"""

use alloy_primitives::{Address, B256, U256};
use serde::{Deserialize, Serialize};
use serde_json::Value;

/// A claim record as it appears in a claim-set file, before normalization.
///
/// Fields are deliberately loose: amounts and token ids may be JSON numbers,
/// decimal strings or `0x` hex strings, and missing fields are reported by
/// the normalizer rather than by serde.
#[derive(Debug, Clone, Default, PartialEq, Serialize, Deserialize)]
#[serde(rename_all = "camelCase")]
pub struct RawClaim {
    /// Recipient address, accepted as `to` or `recipient`.
    #[serde(default, alias = "recipient")]
    pub to: Option<String>,

    #[serde(default)]
    pub entitlements: Vec<RawEntitlement>,

    /// Explicit claim index. Defaults to the position in the claim set.
    #[serde(default, skip_serializing_if = "Option::is_none")]
    pub index: Option<u64>,

    /// Pre-assigned salt (32 bytes of hex). Generated when absent.
    #[serde(default, skip_serializing_if = "Option::is_none")]
    pub salt: Option<String>,
}

#[derive(Debug, Clone, Default, PartialEq, Serialize, Deserialize)]
#[serde(rename_all = "camelCase")]
pub struct RawEntitlement {
    #[serde(default, alias = "contract")]
    pub contract_address: Option<String>,

    /// Token id within the contract; absent means 0 (fungible tokens).
    #[serde(default, alias = "tokenId", skip_serializing_if = "Option::is_none")]
    pub id: Option<Value>,

    #[serde(default, alias = "value")]
    pub amount: Option<Value>,
}

/// Token-type identifier: a token contract plus a token id inside it.
///
/// Field order defines the canonical ordering of a claim's entitlements.
#[derive(Debug, Clone, Copy, PartialEq, Eq, PartialOrd, Ord, Hash)]
pub struct TokenType {
    pub contract: Address,
    pub token_id: U256,
}

impl TokenType {
    pub fn new(contract: Address, token_id: U256) -> Self {
        Self { contract, token_id }
    }

    /// A fungible token, identified by its contract alone.
    pub fn fungible(contract: Address) -> Self {
        Self::new(contract, U256::ZERO)
    }
}

#[derive(Debug, Clone, Copy, PartialEq, Eq, Hash)]
pub struct Entitlement {
    pub token: TokenType,
    pub amount: U256,
}

/// A normalized claim: checked recipient, entitlements sorted by token type.
#[derive(Debug, Clone, PartialEq, Eq)]
pub struct Claim {
    pub index: u64,
    pub recipient: Address,
    pub entitlements: Vec<Entitlement>,
    /// Salt supplied with the input record, kept as-is by the salt generator.
    pub salt: Option<B256>,
}

/// A claim with its final salt. This is exactly what gets encoded into a leaf.
#[derive(Debug, Clone, PartialEq, Eq)]
pub struct SaltedClaim {
    pub claim: Claim,
    pub salt: B256,
}

impl SaltedClaim {
    pub fn new(claim: Claim, salt: B256) -> Self {
        Self { claim, salt }
    }

    pub fn index(&self) -> u64 {
        self.claim.index
    }

    /// Leaf hash of this claim as the verifier recomputes it.
    pub fn leaf(&self) -> B256 {
        crate::leaf::hash_claim(self)
    }
}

"""

* **Brief**
The entries above must be retyped exactly, down to the last character.

* **Written response**
use alloy_primitives::{Address, B256, U256};
use serde::{Deserialize, Serialize};
use serde_json::Value;

/// A claim record as it appears in a claim-set file, before normalization.
///
/// Fields are deliberately loose: amounts and token ids may be JSON numbers,
/// decimal strings or `0x` hex strings, and missing fields are reported by
/// the normalizer rather than by serde.
#[derive(Debug, Clone, Default, PartialEq, Serialize, Deserialize)]
#[serde(rename_all = "camelCase")]
pub struct RawClaim {
    /// Recipient address, accepted as `to` or `recipient`.
    #[serde(default, alias = "recipient")]
    pub to: Option<String>,

    #[serde(default)]
    pub entitlements: Vec<RawEntitlement>,

    /// Explicit claim index. Defaults to the position in the claim set.
    #[serde(default, skip_serializing_if = "Option::is_none")]
    pub index: Option<u64>,

    /// Pre-assigned salt (32 bytes of hex). Generated when absent.
    #[serde(default, skip_serializing_if = "Option::is_none")]
    pub salt: Option<String>,
}

#[derive(Debug, Clone, Default, PartialEq, Serialize, Deserialize)]
#[serde(rename_all = "camelCase")]
pub struct RawEntitlement {
    #[serde(default, alias = "contract")]
    pub contract_address: Option<String>,

    /// Token id within the contract; absent means 0 (fungible tokens).
    #[serde(default, alias = "tokenId", skip_serializing_if = "Option::is_none")]
    pub id: Option<Value>,

    #[serde(default, alias = "value")]
    pub amount: Option<Value>,
}

/// Token-type identifier: a token contract plus a token id inside it.
///
/// Field order defines the canonical ordering of a claim's entitlements.
#[derive(Debug, Clone, Copy, PartialEq, Eq, PartialOrd, Ord, Hash)]
pub struct TokenType {
    pub contract: Address,
    pub token_id: U256,
}

impl TokenType {
    pub fn new(contract: Address, token_id: U256) -> Self {
        Self { contract, token_id }
    }

    /// A fungible token, identified by its contract alone.
    pub fn fungible(contract: Address) -> Self {
        Self::new(contract, U256::ZERO)
    }
}

#[derive(Debug, Clone, Copy, PartialEq, Eq, Hash)]
pub struct Entitlement {
    pub token: TokenType,
    pub amount: U256,
}

/// A normalized claim: checked recipient, entitlements sorted by token type.
#[derive(Debug, Clone, PartialEq, Eq)]
pub struct Claim {
    pub index: u64,
    pub recipient: Address,
    pub entitlements: Vec<Entitlement>,
    /// Salt supplied with the input record, kept as-is by the salt generator.
    pub salt: Option<B256>,
}

/// A claim with its final salt. This is exactly what gets encoded into a leaf.
#[derive(Debug, Clone, PartialEq, Eq)]
pub struct SaltedClaim {
    pub claim: Claim,
    pub salt: B256,
}

impl SaltedClaim {
    pub fn new(claim: Claim, salt: B256) -> Self {
        Self { claim, salt }
    }

    pub fn index(&self) -> u64 {
        self.claim.index
    }

    /// Leaf hash of this claim as the verifier recomputes it.
    pub fn leaf(&self) -> B256 {
        crate::leaf::hash_claim(self)
    }
}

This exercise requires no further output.